While I believe that analytical philosophy has a sponge-like willingness to absorb new ideas and outside influences as well as a plastic capacity at self-reinvention (even Williamson's Philosophy of Philosophy is in many ways a rejection of the previous tradition), it often does so at glacial pace; to pick an example close to Leiter's heart, Carnap nods at Nietzsche in the Aufbau, but it took several generations -- including Leiter's efforts -- before Nietzsche became salonfähig. While it is unlikely that Derrida will ever become domesticated and absorped by analytical philosophy, one suspects that the moves, insights, and sensibilities of Deleuze, Foucault, and (gasp) Judith Butler may well get assimilated eventually. But did it really need to last several decades and be accompanied with polemical demonizations?
Leiter says that "what will actually be crucial to the success of JAPA is that it publish high quality work, not that it represents every "constituency"." Given that Leiter often articulates what the 'sociological haves' in the profession think privately and -- given his influence on the profession through his blog and the shaping of the PGR--, one wishes for the health of the discipline and general atmosphere, a bit more tentativeness in his judgments of quality. There is now a huge scientific literature on expert over-confidence, tacit bias, and the role of non-truth-tracking heuristics in our intellectual judgments. So, I would think the real worry goes in the other direction: a journal that publishes more of the (let's stipulate Leiter approved) high quality same, me-too-research, while welcome in many ways and not to be judged an outright failure, certainly ought not count as a "success" from the point of view of the APA's membership (and counterfactual would be memberships). This result would also not count as a 'success' from the point of view of the long-term interests of professional philosophy.

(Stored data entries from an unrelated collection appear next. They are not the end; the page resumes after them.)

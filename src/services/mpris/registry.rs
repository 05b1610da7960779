use std::{collections::HashSet, sync::Arc};

use tokio::task::JoinHandle;
use tracing::{debug, info, instrument, warn};

use super::{
    EventSender, MediaError, MediaEvent, PlayerId,
    backend::{OpenedPlayer, PlayerBackend},
    player::{PlayerHandle, PlayerSettings},
};

/// Receives the registry's two lifecycle notifications.
pub trait RegistryListener {
    /// A player was inserted into the store.
    fn player_added(&mut self, id: &PlayerId, players: &PlayerStore);

    /// A player is about to be removed; it is still in `players`.
    fn player_removed(&mut self, id: &PlayerId, players: &PlayerStore);
}

/// Player handles in discovery order, at most one per bus name.
#[derive(Debug, Default)]
pub struct PlayerStore {
    handles: Vec<PlayerHandle>,
}

impl PlayerStore {
    /// Look up a handle by identity.
    pub fn get(&self, id: &PlayerId) -> Option<&PlayerHandle> {
        self.handles.iter().find(|handle| handle.id() == id)
    }

    /// Look up a handle by identity for mutation.
    pub fn get_mut(&mut self, id: &PlayerId) -> Option<&mut PlayerHandle> {
        self.handles.iter_mut().find(|handle| handle.id() == id)
    }

    /// Whether a handle for `id` exists.
    pub fn contains(&self, id: &PlayerId) -> bool {
        self.get(id).is_some()
    }

    /// Whether `id` is tracked and currently available.
    pub fn is_available(&self, id: &PlayerId) -> bool {
        self.get(id).is_some_and(PlayerHandle::is_available)
    }

    /// Append a handle, returns `false` and drops it when the id is already present.
    pub fn insert(&mut self, handle: PlayerHandle) -> bool {
        if self.contains(handle.id()) {
            return false;
        }
        self.handles.push(handle);
        true
    }

    /// Unlink and return the handle for `id`.
    pub fn remove(&mut self, id: &PlayerId) -> Option<PlayerHandle> {
        let index = self.handles.iter().position(|handle| handle.id() == id)?;
        Some(self.handles.remove(index))
    }

    /// Iterate handles in discovery order.
    pub fn iter(&self) -> impl Iterator<Item = &PlayerHandle> {
        self.handles.iter()
    }

    /// Number of tracked handles.
    pub fn len(&self) -> usize {
        self.handles.len()
    }

    /// Whether no handle is tracked.
    pub fn is_empty(&self) -> bool {
        self.handles.is_empty()
    }
}

/// Discovers and retires players.
///
/// Owns every [`PlayerHandle`]. Names that appear after startup are opened on
/// a background task and inserted when [`MediaEvent::PlayerOpened`] comes
/// back, so slow players never stall the event loop.
pub struct PlayerRegistry {
    backend: Arc<dyn PlayerBackend>,
    events: EventSender,
    settings: PlayerSettings,
    store: PlayerStore,
    pending: HashSet<PlayerId>,
    watcher: Option<JoinHandle<()>>,
}

impl PlayerRegistry {
    /// Create an empty registry.
    pub fn new(
        backend: Arc<dyn PlayerBackend>,
        events: EventSender,
        settings: PlayerSettings,
    ) -> Self {
        Self {
            backend,
            events,
            settings,
            store: PlayerStore::default(),
            pending: HashSet::new(),
            watcher: None,
        }
    }

    /// Tracked players.
    pub fn players(&self) -> &PlayerStore {
        &self.store
    }

    /// Tracked player for mutation.
    pub fn get_mut(&mut self, id: &PlayerId) -> Option<&mut PlayerHandle> {
        self.store.get_mut(id)
    }

    /// Subscribe to ownership changes (once) and add every player already on the bus.
    ///
    /// # Errors
    /// Returns error if the bus connection, the subscription or the name
    /// listing fails. Players that fail to open are skipped, not reported.
    #[instrument(skip_all)]
    pub async fn start(&mut self, listener: &mut impl RegistryListener) -> Result<(), MediaError> {
        if self.watcher.is_none() {
            self.watcher = Some(self.backend.watch_players(self.events.clone()).await?);
        }

        let names = self.backend.list_players().await?;
        info!("Found {} MPRIS players on the bus", names.len());

        for id in names {
            if !PlayerId::is_mpris_name(id.bus_name()) || self.store.contains(&id) {
                continue;
            }

            match self.backend.open_player(&id).await {
                Ok(opened) => self.insert(id, opened, listener),
                Err(e) => warn!(player = %id, "Failed to open player: {e}"),
            }
        }

        Ok(())
    }

    /// React to a name gaining an owner.
    pub fn name_appeared(&mut self, id: PlayerId) {
        if !PlayerId::is_mpris_name(id.bus_name())
            || self.store.contains(&id)
            || self.pending.contains(&id)
        {
            return;
        }

        debug!(player = %id, "Opening player");
        self.pending.insert(id.clone());

        let backend = Arc::clone(&self.backend);
        let events = self.events.clone();
        tokio::spawn(async move {
            let result = backend.open_player(&id).await;
            let _ = events.send(MediaEvent::PlayerOpened { id, result });
        });
    }

    /// Insert a player whose connection finished opening.
    pub fn player_opened(
        &mut self,
        id: PlayerId,
        result: Result<OpenedPlayer, MediaError>,
        listener: &mut impl RegistryListener,
    ) {
        if !self.pending.remove(&id) {
            debug!(player = %id, "Player vanished before it finished opening");
            return;
        }

        match result {
            Ok(opened) => self.insert(id, opened, listener),
            Err(e) => warn!(player = %id, "Failed to open player: {e}"),
        }
    }

    /// React to a name losing its owner.
    ///
    /// The listener hears about the removal while the handle is still in the
    /// store, then the handle is unlinked and dropped.
    pub fn name_vanished(&mut self, id: &PlayerId, listener: &mut impl RegistryListener) {
        self.pending.remove(id);

        if !self.store.contains(id) {
            return;
        }

        info!(player = %id, "Player removed");
        listener.player_removed(id, &self.store);
        self.store.remove(id);
    }

    fn insert(&mut self, id: PlayerId, opened: OpenedPlayer, listener: &mut impl RegistryListener) {
        if self.store.contains(&id) {
            return;
        }

        let handle = PlayerHandle::new(id.clone(), opened, self.events.clone(), self.settings);
        if self.store.insert(handle) {
            info!(player = %id, "Player added");
            listener.player_added(&id, &self.store);
        }
    }
}

impl Drop for PlayerRegistry {
    fn drop(&mut self) {
        if let Some(watcher) = self.watcher.take() {
            watcher.abort();
        }
    }
}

The balance of cultural and financial power is shifting in the world. In some ways these trends are favorable to Anglophone professional philosophy (the bachelor degree from a private university is the gold-standard, North America is still welcoming to immigrants, etc.), but in other ways it is clear that many of our existing themes reflect a more parochial historical trajectory unresponsive to the calls to philosophy and the needs of global society. It is not obvious that we are generating enough philosophical innovation and conceptual tools at a fast enough rate to remain relevant and the source of critical reflection. The APA's journal is an extremely modest, baby-step to open the windows and to try to find a space to nurture some of the existing, but marginalized talent in our midst alongside the familiar analytical 'core;' maybe that talent will connect us to the much broader international trends and demographics. Let's wish the journal good judgment, and luck.